PROMPT
Nothing but an exact repetition of the entries should appear in the answer.

THE DATA
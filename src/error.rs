//! Error kinds shared by the generators.

use thiserror::Error;

/// Everything that can make a generator give up.
///
/// None of these are recovered from; the binaries report the message and
/// exit with a failure status.
#[derive(Error, Debug)]
pub enum Error {
	/// A required symbol is not present in the symbol table.
	#[error("symbol `{0}` not found in kernel image")]
	MissingSymbol(String),

	/// The image carries no `SHT_SYMTAB` section.
	#[error("could not find symbol table")]
	MissingSymbolTable,

	/// A required section is not present in the image.
	#[error("section `{0}` not found in kernel image")]
	MissingSection(String),

	#[error("vector {vector} specified, but size of IDT is only {max_vec} vectors")]
	VectorOutOfRange { vector: u32, max_vec: u32 },

	#[error("IRQ {irq} specified, but CONFIG_MAX_IRQ_LINES is {max_irq}")]
	IrqOutOfRange { irq: u32, max_irq: u32 },

	#[error("multiple assignments for vector {0}")]
	VectorConflict(u32),

	#[error("multiple vector assignments for interrupt line {0}")]
	IrqConflict(u32),

	#[error("can't find a free vector in priority level {0}")]
	NoFreeVector(i32),

	/// An `intList` entry names neither a vector nor a priority level.
	#[error("entry for handler {handler:#x} does not specify vector or priority level")]
	UnderspecifiedEntry { handler: u32 },

	/// A vector carries both a handler and a TSS selector, or neither.
	#[error("vector {vector}: {reason}")]
	MalformedGateEntry { vector: usize, reason: &'static str },

	#[error("{0} not found in configuration")]
	MissingConfig(String),

	#[error("{name} has unusable value {value}")]
	InvalidConfig { name: String, value: String },

	/// The image is readable but does not have the shape the generators expect.
	#[error("malformed kernel image: {0}")]
	MalformedImage(String),

	/// A shadow-stack array does not fit where its symbol says it lives.
	#[error("shadow stack array `{name}`: {reason}")]
	ArrayOutOfBounds { name: String, reason: String },

	#[error(transparent)]
	Elf(#[from] goblin::error::Error),

	#[error(transparent)]
	Io(#[from] std::io::Error),
}

pub type Result<T, E = Error> = core::result::Result<T, E>;
//! Plumbing shared by the generator binaries.

use std::env;
use std::fs;
use std::path::Path;
use std::process::ExitCode;

use anyhow::{Context, Result};
use clap::Args;
use log::LevelFilter;

/// Verbosity switch common to all generators.
#[derive(Args, Debug, Clone, Copy, Default)]
pub struct Verbosity {
	/// Print extra debugging information.
	#[arg(short, long)]
	pub verbose: bool,
}

impl Verbosity {
	/// Whether verbose output was requested, either with `-v` or by setting
	/// `VERBOSE` in the environment.
	pub fn is_verbose(&self) -> bool {
		self.verbose || env::var_os("VERBOSE").is_some()
	}

	/// Installs the stderr logger.
	///
	/// `RUST_LOG` is honoured on top of the level picked here.
	pub fn init_logger(&self) {
		let level = if self.is_verbose() {
			LevelFilter::Debug
		} else {
			LevelFilter::Warn
		};

		// Only fails if a logger is already installed, which then stays in charge
		env_logger::Builder::new()
			.filter_level(level)
			.parse_default_env()
			.format_timestamp(None)
			.format_target(false)
			.try_init()
			.ok();
	}
}

/// Turns the outcome of a generator run into a process exit code.
///
/// Failures are reported as a single line prefixed with the tool name.
pub fn report(tool: &str, result: Result<()>) -> ExitCode {
	match result {
		Ok(()) => ExitCode::SUCCESS,
		Err(err) => {
			eprintln!("{tool}: {err:#}");
			ExitCode::FAILURE
		}
	}
}

pub fn read_kernel(path: &Path) -> Result<Vec<u8>> {
	fs::read(path).with_context(|| format!("failed to read kernel image {}", path.display()))
}

/// Replaces the contents of `path` with `contents`.
pub fn write_output(path: &Path, contents: impl AsRef<[u8]>) -> Result<()> {
	fs::write(path, contents).with_context(|| format!("failed to write {}", path.display()))
}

ANSWER TO THE PROBLEM
filename src/error.rs
//! Error kinds shared by the generators.

use thiserror::Error;

/// Everything that can make a generator give up.
///
/// None of these are recovered from; the binaries report the message and
/// exit with a failure status.
#[derive(Error, Debug)]
pub enum Error {
	/// A required symbol is not present in the symbol table.
	#[error("symbol `{0}` not found in kernel image")]
	MissingSymbol(String),

	/// The image carries no `SHT_SYMTAB` section.
	#[error("could not find symbol table")]
	MissingSymbolTable,

	/// A required section is not present in the image.
	#[error("section `{0}` not found in kernel image")]
	MissingSection(String),

	#[error("vector {vector} specified, but size of IDT is only {max_vec} vectors")]
	VectorOutOfRange { vector: u32, max_vec: u32 },

	#[error("IRQ {irq} specified, but CONFIG_MAX_IRQ_LINES is {max_irq}")]
	IrqOutOfRange { irq: u32, max_irq: u32 },

	#[error("multiple assignments for vector {0}")]
	VectorConflict(u32),

	#[error("multiple vector assignments for interrupt line {0}")]
	IrqConflict(u32),

	#[error("can't find a free vector in priority level {0}")]
	NoFreeVector(i32),

	/// An `intList` entry names neither a vector nor a priority level.
	#[error("entry for handler {handler:#x} does not specify vector or priority level")]
	UnderspecifiedEntry { handler: u32 },

	/// A vector carries both a handler and a TSS selector, or neither.
	#[error("vector {vector}: {reason}")]
	MalformedGateEntry { vector: usize, reason: &'static str },

	#[error("{0} not found in configuration")]
	MissingConfig(String),

	#[error("{name} has unusable value {value}")]
	InvalidConfig { name: String, value: String },

	/// The image is readable but does not have the shape the generators expect.
	#[error("malformed kernel image: {0}")]
	MalformedImage(String),

	/// A shadow-stack array does not fit where its symbol says it lives.
	#[error("shadow stack array `{name}`: {reason}")]
	ArrayOutOfBounds { name: String, reason: String },

	#[error(transparent)]
	Elf(#[from] goblin::error::Error),

	#[error(transparent)]
	Io(#[from] std::io::Error),
}

pub type Result<T, E = Error> = core::result::Result<T, E>;
//! Plumbing shared by the generator binaries.

use std::env;
use std::fs;
use std::path::Path;
use std::process::ExitCode;

use anyhow::{Context, Result};
use clap::Args;
use log::LevelFilter;

/// Verbosity switch common to all generators.
#[derive(Args, Debug, Clone, Copy, Default)]
pub struct Verbosity {
	/// Print extra debugging information.
	#[arg(short, long)]
	pub verbose: bool,
}

impl Verbosity {
	/// Whether verbose output was requested, either with `-v` or by setting
	/// `VERBOSE` in the environment.
	pub fn is_verbose(&self) -> bool {
		self.verbose || env::var_os("VERBOSE").is_some()
	}

	/// Installs the stderr logger.
	///
	/// `RUST_LOG` is honoured on top of the level picked here.
	pub fn init_logger(&self) {
		let level = if self.is_verbose() {
			LevelFilter::Debug
		} else {
			LevelFilter::Warn
		};

		// Only fails if a logger is already installed, which then stays in charge
		env_logger::Builder::new()
			.filter_level(level)
			.parse_default_env()
			.format_timestamp(None)
			.format_target(false)
			.try_init()
			.ok();
	}
}

/// Turns the outcome of a generator run into a process exit code.
///
/// Failures are reported as a single line prefixed with the tool name.
pub fn report(tool: &str, result: Result<()>) -> ExitCode {
	match result {
		Ok(()) => ExitCode::SUCCESS,
		Err(err) => {
			eprintln!("{tool}: {err:#}");
			ExitCode::FAILURE
		}
	}
}

pub fn read_kernel(path: &Path) -> Result<Vec<u8>> {
	fs::read(path).with_context(|| format!("failed to read kernel image {}", path.display()))
}

/// Replaces the contents of `path` with `contents`.
pub fn write_output(path: &Path, contents: impl AsRef<[u8]>) -> Result<()> {
	fs::write(path, contents).with_context(|| format!("failed to write {}", path.display()))
}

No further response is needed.